Proposed Con-way development (courtesy GBD Architects via DJC)
BY BRIAN LIBBY
Nearly a decade ago, as some of the city's most prominent developers were making the case for a new South Waterfront district, I remember asking one, Homer Williams of Williams & Dame (who co-developed both South Waterfront and most of the former Hoyt Street Yards that became the northern Pearl District) what and where the next big opportunity would be.
His answer: the approximately 20 acres owned by the Con-way trucking company near Northwest 23rd Avenue and Vaughn Street. After all, Williams reckoned, the area was very centrally located and easily accessible. It's adjacent to Interstate 405 as well as the NW 23rd shopping district and historic neighborhood.
As Angela Webber reported in Friday's Daily Journal of Commerce, representatives from GBD Architects and Spencer Consultants presented their updated plans on behalf of Con-way to the city's Design Commission last week. The multiuse development, they say, will include housing, office and retail spaces. Con-way is not planning to develop buildings itself, Webber explains, but to forge agreements with individual developers for different projects on the site. The GBD/Spencer team estimated that the district will include up to 1,500 residential units as well as 368,000 square feet of office space and 144,000 square feet of retail space - totalling some 1.9 million square feet of new development.
The fact that GBD was presenting the plans leads back to the firm's designing Con-way's offices here in 2001. If GBD were to continue as architect of all or some of this new multi-block development, it would seem to indicate that developer Gerding Edlen, which developed the Con-way offices and hired GBD, might also become involved if they aren't already. That the Con-way representatives told the Design Commission that the project is exploring an ambitious district-wide shared energy program and plans to pursue LEED for New Development certification may also point to Gerding's presence.
Con-way headquarters (image courtesy Gerding Edlen)

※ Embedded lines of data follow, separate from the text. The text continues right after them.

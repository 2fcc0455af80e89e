//! Backend adapters: HTTP API, chat WebSocket, LMS file downloads.

pub mod file_fetcher;
pub mod http_client;
pub mod ws_transport;

pub use file_fetcher::HttpFileFetcher;
pub use http_client::HttpBackendClient;
pub use ws_transport::WsConnector;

Although the Con-way site is, as Williams noted all those years ago, ideally situated for high density, pedestrian oriented, mixed use development, there are some concerns about its impact on local infrastructure as well as the possibility building a low-density grocery store before any mixed-use development.
Webber reports that the first project on the Con-way site, "and the only one officially announced," will be renovation of an existing warehouse building into a 40,000-square-foot grocery store. "The project will need a special consideration in the master plan, because it will be a low-density, one-story project in an area projected to be denser," Webber writes. In the Design Commission hearings, she adds, GBD's Phil Beyl said the grocery store building would eventually be torn down and replaced with a higher-density project. "But Northwest District Association member John Bradley said, 'I doubt that the grocery store will ever be torn down.' Beyl in fact admitted that the grocery store would likely remain in the area for 20 years, after design commissioner David Wark asked what would motivate a grocer to leave a successful area."

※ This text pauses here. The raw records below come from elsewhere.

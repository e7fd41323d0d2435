use crate::{Board, GameError, Position};

#[derive(Debug, Clone, Copy, PartialEq, Eq)]
pub enum GameState {
    Playing,
    Won,
    Lost,
}

/// Interaction mode: whether a coordinate input reveals or flags.
#[derive(Debug, Clone, Copy, PartialEq, Eq)]
pub enum Mode {
    Reveal,
    Flag,
}

#[derive(Debug, Clone, Copy, PartialEq, Eq)]
pub enum RevealOutcome {
    MineHit,
    Win,
    Continue,
}

#[derive(Debug, Clone, Copy, PartialEq, Eq)]
pub struct FlagToggle {
    pub flagged: bool,
    pub remaining: i32,
}

#[derive(Debug, Clone, Copy, PartialEq, Eq)]
pub enum Difficulty {
    Beginner,
    Intermediate,
    Advanced,
    Custom { columns: u32, rows: u32, bombs: u32 },
}

impl Difficulty {
    /// Validated custom parameters. The presets bypass the dimension
    /// range check; custom boards are capped at the letter-addressable
    /// 26 columns and rows.
    pub fn custom(columns: u32, rows: u32, bombs: u32) -> Result<Self, GameError> {
        if !(5..=26).contains(&columns) || !(5..=26).contains(&rows) {
            return Err(GameError::InvalidDimension { columns, rows });
        }
        if bombs == 0 || bombs >= columns * rows {
            return Err(GameError::InvalidBombCount {
                columns,
                rows,
                bombs,
            });
        }
        Ok(Self::Custom {
            columns,
            rows,
            bombs,
        })
    }

    pub fn params(self) -> (u32, u32, u32) {
        match self {
            Self::Beginner => (7, 7, 5),
            Self::Intermediate => (12, 12, 15),
            Self::Advanced => (15, 15, 20),
            Self::Custom {
                columns,
                rows,
                bombs,
            } => (columns, rows, bombs),
        }
    }
}

/// One round of minesweeper: the board plus the session state around it.
pub struct Game {
    board: Board,
    mode: Mode,
    state: GameState,
    flags_left: i32,
}

impl Game {
    pub fn new(columns: u32, rows: u32, bombs: u32) -> Result<Self, GameError> {
        Ok(Self::with_board(Board::new(columns, rows, bombs)?))
    }

    pub fn from_seed(columns: u32, rows: u32, bombs: u32, seed: u64) -> Result<Self, GameError> {
        Ok(Self::with_board(Board::from_seed(
            columns, rows, bombs, seed,
        )?))
    }

    pub fn from_difficulty(difficulty: Difficulty) -> Result<Self, GameError> {
        let (columns, rows, bombs) = difficulty.params();
        Self::new(columns, rows, bombs)
    }

    #[cfg(any(test, feature = "test-utils"))]
    pub fn with_fixed_board(board: Board) -> Self {
        Self::with_board(board)
    }

    fn with_board(board: Board) -> Self {
        let flags_left = board.bomb_count() as i32;
        Self {
            board,
            mode: Mode::Reveal,
            state: GameState::Playing,
            flags_left,
        }
    }

    /// Fresh round with identical dimensions and bomb count.
    pub fn restart(&mut self) -> Result<(), GameError> {
        let (columns, rows) = self.board.dimensions();
        *self = Self::new(columns, rows, self.board.bomb_count())?;
        Ok(())
    }

    /// Routes one parsed coordinate according to the interaction mode.
    pub fn check_input(&mut self, pos: Position) -> Result<(), GameError> {
        match self.mode {
            Mode::Flag => self.toggle_flag(pos).map(|_| ()),
            Mode::Reveal => self.reveal(pos).map(|_| ()),
        }
    }

    /// Reveals a cell and reports how the round moved on. The checks run
    /// in a fixed order: mine hit, then win, then flood fill of a blank
    /// cell with a final win re-check once the fill lands.
    pub fn reveal(&mut self, pos: Position) -> Result<RevealOutcome, GameError> {
        if !self.board.is_within_bounds(pos) {
            return Err(GameError::OutOfBounds(pos));
        }
        if self.state != GameState::Playing {
            return Ok(RevealOutcome::Continue);
        }

        if let Some(cell) = self.board.cell_mut(pos) {
            cell.reveal();
        }
        let (mine_hit, blank) = {
            let cell = self.board.cell(pos)?;
            (cell.is_mine() && !cell.is_flagged(), cell.adjacent() == 0)
        };

        if mine_hit {
            self.state = GameState::Lost;
            return Ok(RevealOutcome::MineHit);
        }
        if self.board.count_hidden() == self.board.bomb_count() {
            self.state = GameState::Won;
            return Ok(RevealOutcome::Win);
        }
        if blank {
            self.flood_fill(pos);
            if self.board.count_hidden() == self.board.bomb_count() {
                self.state = GameState::Won;
                return Ok(RevealOutcome::Win);
            }
        }
        Ok(RevealOutcome::Continue)
    }

    /// Work-list sweep of the zero-adjacency region around `origin`,
    /// extending one ring into the numbered border. Cells are revealed
    /// before they are enqueued, so each one is visited at most once.
    fn flood_fill(&mut self, origin: Position) {
        let mut frontier = vec![origin];

        while let Some(pos) = frontier.pop() {
            match self.board.cell(pos) {
                Ok(cell) if cell.adjacent() == 0 => {}
                _ => continue,
            }
            for neighbor in pos.neighbors() {
                if let Some(cell) = self.board.cell_mut(neighbor) {
                    if cell.is_hidden() && !cell.is_mine() && !cell.is_flagged() {
                        cell.reveal();
                        frontier.push(neighbor);
                    }
                }
            }
        }
    }

    /// Flips the flag at `pos` and moves the advisory budget, which is
    /// never clamped and goes negative when flags outnumber bombs.
    pub fn toggle_flag(&mut self, pos: Position) -> Result<FlagToggle, GameError> {
        if !self.board.is_within_bounds(pos) {
            return Err(GameError::OutOfBounds(pos));
        }
        if self.state != GameState::Playing {
            let flagged = self.board.cell(pos)?.is_flagged();
            return Ok(FlagToggle {
                flagged,
                remaining: self.flags_left,
            });
        }

        let cell = self
            .board
            .cell_mut(pos)
            .ok_or(GameError::OutOfBounds(pos))?;
        let flagged = cell.toggle_flag();
        self.flags_left += if flagged { -1 } else { 1 };
        Ok(FlagToggle {
            flagged,
            remaining: self.flags_left,
        })
    }

    /// Concedes the round.
    pub fn resign(&mut self) {
        if self.state == GameState::Playing {
            self.state = GameState::Lost;
        }
    }

    /// Uncovers the whole board for post-game display.
    pub fn expose_board(&mut self) {
        self.board.expose_all();
    }

    pub fn cell_view(&self, pos: Position) -> Result<char, GameError> {
        self.board.cell(pos).map(|cell| cell.glyph())
    }

    pub fn set_mode(&mut self, mode: Mode) {
        self.mode = mode;
    }

    pub fn mode(&self) -> Mode {
        self.mode
    }

    pub fn state(&self) -> GameState {
        self.state
    }

    pub fn is_game_over(&self) -> bool {
        self.state != GameState::Playing
    }

    pub fn did_win(&self) -> bool {
        self.state == GameState::Won
    }

    pub fn flags_left(&self) -> i32 {
        self.flags_left
    }

    pub fn dimensions(&self) -> (u32, u32) {
        self.board.dimensions()
    }

    pub fn bomb_count(&self) -> u32 {
        self.board.bomb_count()
    }

    pub fn board(&self) -> &Board {
        &self.board
    }
}

#[cfg(test)]
mod tests {
    use super::*;

    fn corner_mine_game() -> Game {
        Game::with_fixed_board(Board::with_mines(5, 5, &[Position::new(0, 0)]))
    }

    #[test]
    fn revealing_a_numbered_cell_continues() {
        let mut game = corner_mine_game();
        let outcome = game.reveal(Position::new(1, 1)).unwrap();
        assert_eq!(outcome, RevealOutcome::Continue);
        assert_eq!(game.state(), GameState::Playing);
        assert_eq!(game.cell_view(Position::new(1, 1)).unwrap(), '1');
    }

    #[test]
    fn revealing_a_mine_loses_the_round() {
        let mut game = corner_mine_game();
        let outcome = game.reveal(Position::new(0, 0)).unwrap();
        assert_eq!(outcome, RevealOutcome::MineHit);
        assert!(game.is_game_over());
        assert!(!game.did_win());
    }

    #[test]
    fn a_flag_vetoes_the_reveal() {
        let mut game = corner_mine_game();
        game.toggle_flag(Position::new(0, 0)).unwrap();
        let outcome = game.reveal(Position::new(0, 0)).unwrap();
        assert_eq!(outcome, RevealOutcome::Continue);
        assert!(!game.is_game_over());
        assert_eq!(game.cell_view(Position::new(0, 0)).unwrap(), '>');
    }

    #[test]
    fn blank_reveal_floods_and_wins_in_one_action() {
        let mut game = corner_mine_game();
        let outcome = game.reveal(Position::new(4, 4)).unwrap();
        assert_eq!(outcome, RevealOutcome::Win);
        assert!(game.did_win());
        assert_eq!(game.board().count_hidden(), 1);
    }

    #[test]
    fn flood_fill_stops_at_the_numbered_border() {
        // A full mine column splits the zero cells into two regions;
        // the fill must not cross the numbered wall around it.
        let wall: Vec<Position> = (0..5).map(|y| Position::new(2, y)).collect();
        let mut game = Game::with_fixed_board(Board::with_mines(5, 5, &wall));

        game.reveal(Position::new(0, 0)).unwrap();

        for y in 0..5 {
            assert!(!game.board().cell(Position::new(0, y)).unwrap().is_hidden());
            assert!(!game.board().cell(Position::new(1, y)).unwrap().is_hidden());
            assert!(game.board().cell(Position::new(3, y)).unwrap().is_hidden());
            assert!(game.board().cell(Position::new(4, y)).unwrap().is_hidden());
        }
    }

    #[test]
    fn flood_fill_is_idempotent() {
        let wall: Vec<Position> = (0..5).map(|y| Position::new(2, y)).collect();
        let mut game = Game::with_fixed_board(Board::with_mines(5, 5, &wall));

        game.reveal(Position::new(0, 0)).unwrap();
        let snapshot = game.board().clone();

        let outcome = game.reveal(Position::new(0, 0)).unwrap();
        assert_eq!(outcome, RevealOutcome::Continue);
        assert_eq!(game.board(), &snapshot);
    }

    #[test]
    fn flood_fill_skips_flagged_cells() {
        let wall: Vec<Position> = (0..5).map(|y| Position::new(2, y)).collect();
        let mut game = Game::with_fixed_board(Board::with_mines(5, 5, &wall));

        game.toggle_flag(Position::new(0, 3)).unwrap();
        game.reveal(Position::new(0, 0)).unwrap();

        let flagged = game.board().cell(Position::new(0, 3)).unwrap();
        assert!(flagged.is_hidden());
        assert!(flagged.is_flagged());
        // Cells above the flag are swept, the corridor past it stays shut.
        assert!(!game.board().cell(Position::new(0, 2)).unwrap().is_hidden());
        assert!(!game.board().cell(Position::new(1, 3)).unwrap().is_hidden());
        assert!(game.board().cell(Position::new(0, 4)).unwrap().is_hidden());
        assert!(game.board().cell(Position::new(1, 4)).unwrap().is_hidden());
    }

    #[test]
    fn flag_toggle_is_an_involution() {
        let mut game = corner_mine_game();
        let pos = Position::new(3, 3);

        let first = game.toggle_flag(pos).unwrap();
        assert!(first.flagged);
        assert_eq!(first.remaining, 0);

        let second = game.toggle_flag(pos).unwrap();
        assert!(!second.flagged);
        assert_eq!(second.remaining, 1);
        assert!(!game.board().cell(pos).unwrap().is_flagged());
    }

    #[test]
    fn flag_budget_goes_negative_when_overspent() {
        let mut game = corner_mine_game();
        game.toggle_flag(Position::new(1, 1)).unwrap();
        let toggle = game.toggle_flag(Position::new(2, 2)).unwrap();
        assert_eq!(toggle.remaining, -1);
        assert_eq!(game.flags_left(), -1);
    }

    #[test]
    fn mode_switch_routes_check_input() {
        let mut game = corner_mine_game();
        let pos = Position::new(3, 3);

        game.set_mode(Mode::Flag);
        game.check_input(pos).unwrap();
        assert!(game.board().cell(pos).unwrap().is_flagged());
        assert_eq!(game.flags_left(), 0);

        game.check_input(pos).unwrap();
        game.set_mode(Mode::Reveal);
        game.check_input(pos).unwrap();
        assert!(!game.board().cell(pos).unwrap().is_hidden());
    }

    #[test]
    fn out_of_bounds_input_is_an_error() {
        let mut game = corner_mine_game();
        let pos = Position::new(9, 9);
        assert_eq!(game.reveal(pos), Err(GameError::OutOfBounds(pos)));
        assert_eq!(game.toggle_flag(pos), Err(GameError::OutOfBounds(pos)));
    }

    #[test]
    fn terminal_rounds_ignore_further_actions() {
        let mut game = corner_mine_game();
        game.reveal(Position::new(0, 0)).unwrap();
        assert!(game.is_game_over());

        let outcome = game.reveal(Position::new(4, 4)).unwrap();
        assert_eq!(outcome, RevealOutcome::Continue);
        assert!(game.board().cell(Position::new(4, 4)).unwrap().is_hidden());

        let flags_before = game.flags_left();
        let toggle = game.toggle_flag(Position::new(3, 3)).unwrap();
        assert!(!toggle.flagged);
        assert_eq!(toggle.remaining, flags_before);
    }

    #[test]
    fn resign_loses_and_expose_uncovers_everything() {
        let mut game = corner_mine_game();
        game.resign();
        assert!(game.is_game_over());
        assert!(!game.did_win());

        game.expose_board();
        assert_eq!(game.board().count_hidden(), 0);
        assert_eq!(game.cell_view(Position::new(0, 0)).unwrap(), '#');
    }

    #[test]
    fn restart_regenerates_with_the_same_parameters() {
        let mut game = Game::from_seed(7, 7, 5, 11).unwrap();
        game.reveal(Position::new(3, 3)).unwrap();
        game.restart().unwrap();

        assert_eq!(game.dimensions(), (7, 7));
        assert_eq!(game.bomb_count(), 5);
        assert_eq!(game.flags_left(), 5);
        assert_eq!(game.state(), GameState::Playing);
        assert_eq!(game.board().count_hidden(), 49);
    }

    #[test]
    fn difficulty_presets_and_validation() {
        assert_eq!(Difficulty::Beginner.params(), (7, 7, 5));
        assert_eq!(Difficulty::Intermediate.params(), (12, 12, 15));
        assert_eq!(Difficulty::Advanced.params(), (15, 15, 20));

        assert_eq!(
            Difficulty::custom(4, 10, 3),
            Err(GameError::InvalidDimension {
                columns: 4,
                rows: 10
            })
        );
        assert_eq!(
            Difficulty::custom(27, 10, 3),
            Err(GameError::InvalidDimension {
                columns: 27,
                rows: 10
            })
        );
        assert_eq!(
            Difficulty::custom(5, 5, 25),
            Err(GameError::InvalidBombCount {
                columns: 5,
                rows: 5,
                bombs: 25
            })
        );
        assert_eq!(
            Difficulty::custom(6, 8, 12).unwrap().params(),
            (6, 8, 12)
        );
    }
}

Even without the erroneous claim that it would be a temporary grocery store, it's too bad that we have an admirable seeming high-density, mixed-use urban development beginning with a project that seems more typical of low-rise development outside the central city. It's nice to save and re-use a warehouse, but does that supercede the other values and goals for high-density development? Beyl, in Webber's story, is also quoted as saying the grocery store would be "catalytic" for the development. Maybe that's true, but I would have thought that the location itself and the type of high density urban environment being created - as well as the central heating and cooling plant being discussed by the architects - would have achieved the same goal of market attractiveness. In fact, one might argue that for all the convenience and attractiveness of a grocery store as anchor retail tenant for the emerging neighborhood, doing a low-rise building here undermines the integrity of the other high density plans.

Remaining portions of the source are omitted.